You seem to be the only one around here who doesn't avoid my cats like the plague! I'm not sure why they are so unpopular. Maybe it's ME!!! lol


----------



## MowMow (Nov 6, 2010)

Lol!! Drama alert!


----------



## BrnTabbyLvr (Sep 22, 2012)

Cute!!! I like your kitties!


----------



## GhostTown (Jan 12, 2012)

MowMow said:


> Lol!! Drama alert!


Not my intent.


----------



## minikin44 (Aug 25, 2012)

Aww gorgeous! My cat Tugs really likes white tissue paper too... but then again he likes any color of tissue paper, really...


----------



## Janz (Mar 26, 2012)

They are very handsome boys. My cats also like tissue paper but I don't think color matters. They also love when a big sheet of brown paper is used as a packing material. It's very interesting that Truman only loves white.


----------



## Purple Sage (Sep 24, 2012)

Very beautiful cats. What breed are they? Their hair looks too long to be Siamese?


----------



## LakotaWolf (Aug 10, 2012)

I'm gonna guess they're Birmans 

I think... maybe Truman thinks he's camouflaged when he's around white things? ;} My gray cat does the same thing with gray things. Do cats KNOW what color they are? >_>


----------



## Galathiel (Feb 6, 2012)

Think they're ragdolls .. ? In any case, they're beautiful. I love pointed cats and have been wanting another (have had Siamese cats for years before Sienna), but after having my persian (who doesn't appreciate being brushed so leaves lots of hair EVERYWHERE), I'm not sure I'll have another long-haired cat ... .erm .. maybe.


----------



## GhostTown (Jan 12, 2012)

They are raggies. Brothers 1.5 years apart.

Photo from the spring.


----------



## OctoberinMaine (Sep 12, 2006)

Wow, stunning picture.


----------



## Arianwen (Jun 3, 2012)

They're adorable.

I can't post pictures for some reason.


----------



## jadis (Jul 9, 2011)

I was just thinking you don't post enough pictures of your cats. They're beautiful.


----------



## GhostTown (Jan 12, 2012)

Thank you very much. I absolutely adore and am very proud of them, along with our other two (Alice and Oscar) as well.


----------



## Shenanigans (Jul 23, 2011)

Beautiful!


----------



## drag0nfly (Jun 13, 2012)

such FLUFFY kitties  maybe it's just me, but whenever I see ragdolls I just get the urge to rub my face in their fur haha.. I'm sure my Truffles doesn't appreciate that (he's a ragdoll too)


----------



## my5kitties (Sep 13, 2005)

GhostTown said:


> They are raggies. Brothers 1.5 years apart.
> 
> Photo from the spring.


I swear, Truman and Baron have stolen my heart. Please, post more pictures of your handsome boys. And definitely post more pictures of Oscar and Alice, too. (I hope I got their names right.)


----------



## Mitts & Tess (Sep 4, 2004)

The word that popped into my head was stunning! I love the photos of your kitties. Ive always wanted a white cat and love Seal Point Siamese.. your kitties are the best of both worlds! As far as I'm concerned you can post enough photos of these beauties!


----------



## GhostTown (Jan 12, 2012)

Thank you very much for the kind words.

I wish I could put the emotion I have for my 5 kids (Kaya, too) into words. My wife and I are so very much in love with them. I'm glad to have a place like this where I can share some of the joy they bring us, where others understand.

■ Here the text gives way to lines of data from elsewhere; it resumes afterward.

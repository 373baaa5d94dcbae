//! Tracing setup for the CLI and embedding services.

use serde::{Deserialize, Serialize};
use tracing_subscriber::{fmt, prelude::*, EnvFilter};

#[derive(Debug, Clone, PartialEq, Eq, Serialize, Deserialize)]
#[serde(default)]
pub struct LogConfig {
    /// trace|debug|info|warn|error, or any `EnvFilter` directive
    pub level: String,
    pub ansi: bool,
}

impl Default for LogConfig {
    fn default() -> Self {
        Self {
            level: "info".to_string(),
            ansi: true,
        }
    }
}

impl LogConfig {
    /// Filter directive from the configured level. `RUST_LOG` wins when set.
    pub fn filter(&self) -> EnvFilter {
        EnvFilter::try_from_default_env()
            .or_else(|_| EnvFilter::try_new(&self.level))
            .unwrap_or_else(|_| EnvFilter::new("info"))
    }
}

/// Install the global subscriber. A second call is a no-op.
pub fn init_tracing(config: &LogConfig) {
    let layer = fmt::layer()
        .with_target(true)
        .with_ansi(config.ansi)
        .with_writer(std::io::stderr);

    let _ = tracing_subscriber::registry()
        .with(config.filter())
        .with(layer)
        .try_init();
}
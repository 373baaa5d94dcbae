//! Tree definition files.
//!
//! A tree file lists the monitored nodes, their parents and their secondary
//! dependencies, plus an optional `[logging]` table:
//!
//! ```toml
//! [logging]
//! level = "debug"
//!
//! [[node]]
//! identifier = "host1"
//! type = "host"
//! tags = ["prod"]
//!
//! [[node]]
//! identifier = "host1-nginx"
//! parent = "host1"
//! dependencies = { behavior = "any", identifiers = ["db"], prefixes = ["dc1", "dc2"] }
//! ```

mod builder;
mod loader;

pub use builder::TreeBuilder;
pub use loader::{load_tree_file, load_updates_file, parse_tree, TreeFormat};

use serde::{Deserialize, Serialize};

use crate::error::Result;
use crate::logging::LogConfig;
use crate::models::constants::DEFAULT_NODE_TYPE;
use crate::models::dependency::{Behavior, Dependency};
use crate::models::node::{Node, Properties};

#[derive(Debug, Clone, Default, PartialEq, Serialize, Deserialize)]
#[serde(default)]
pub struct TreeConfig {
    pub logging: LogConfig,
    #[serde(rename = "node", alias = "nodes")]
    pub nodes: Vec<NodeDefinition>,
}

#[derive(Debug, Clone, PartialEq, Serialize, Deserialize)]
pub struct NodeDefinition {
    pub identifier: String,
    #[serde(default, skip_serializing_if = "Option::is_none")]
    pub parent: Option<String>,
    #[serde(rename = "type", default = "default_node_type")]
    pub node_type: String,
    #[serde(default)]
    pub tags: Vec<String>,
    #[serde(default)]
    pub properties: Properties,
    #[serde(default, skip_serializing_if = "Option::is_none")]
    pub dependencies: Option<DependencyDefinition>,
}

fn default_node_type() -> String {
    DEFAULT_NODE_TYPE.to_string()
}

#[derive(Debug, Clone, Default, PartialEq, Serialize, Deserialize)]
#[serde(default)]
pub struct DependencyDefinition {
    pub behavior: Behavior,
    pub identifiers: Vec<String>,
    pub prefixes: Vec<String>,
    pub subdeps: Vec<DependencyDefinition>,
}

impl DependencyDefinition {
    pub fn build(&self) -> Dependency {
        self.subdeps.iter().fold(
            Dependency::on(self.behavior, &self.identifiers, &self.prefixes),
            |dependency, subdep| dependency.with_subdep(subdep.build()),
        )
    }
}

impl NodeDefinition {
    /// Build the node this definition describes.
    ///
    /// # Errors
    /// `Error::InvalidIdentifier` for a malformed identifier.
    pub fn build(&self) -> Result<Node> {
        let mut node = Node::new(self.identifier.clone())?
            .with_type(self.node_type.clone())
            .with_tags(self.tags.iter().cloned())
            .with_properties(self.properties.clone());
        if let Some(parent) = &self.parent {
            node = node.with_parent(parent.clone());
        }
        if let Some(dependencies) = &self.dependencies {
            node = node.with_dependencies(dependencies.build());
        }
        Ok(node)
    }
}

As winter nears, we will be inside taking a million photos of them, and I'll bring them here first.


----------



## kittyhawk (Oct 8, 2012)

GhostTown said:


> They are raggies. Brothers 1.5 years apart.
> 
> Photo from the spring.



The smaller of the two looks like he's got fur like a lamb! So stinking cute! Sorry for not knowing which name matches which :fust


----------



## GhostTown (Jan 12, 2012)

Baron is the small guy, Truman is the larger one........ for now. Baron will likely out weigh Truman in a years time.


----------



## Cats&Plants (Aug 20, 2011)

Very lovely! I met my first raggie last week and I just can't get over how soft the fur is! I've volunteered to catsit anytime so I can play with him and pet that velvety smooth fur lol


----------



## kittyhawk (Oct 8, 2012)

The cat were adopting tomorrow is a rag doll and so super soft! I can't wait to bring her home and cuddle. I hope she'll sleep in bed with us, which as long as she and the boys get along, I don't doubt she will 

I wish my husband was as into our kitties as you are! He's very much a dog person, so he usually sticks to our pup like glue while I'm much more of a cat lady.


Sent from my iPhone using PG Free


----------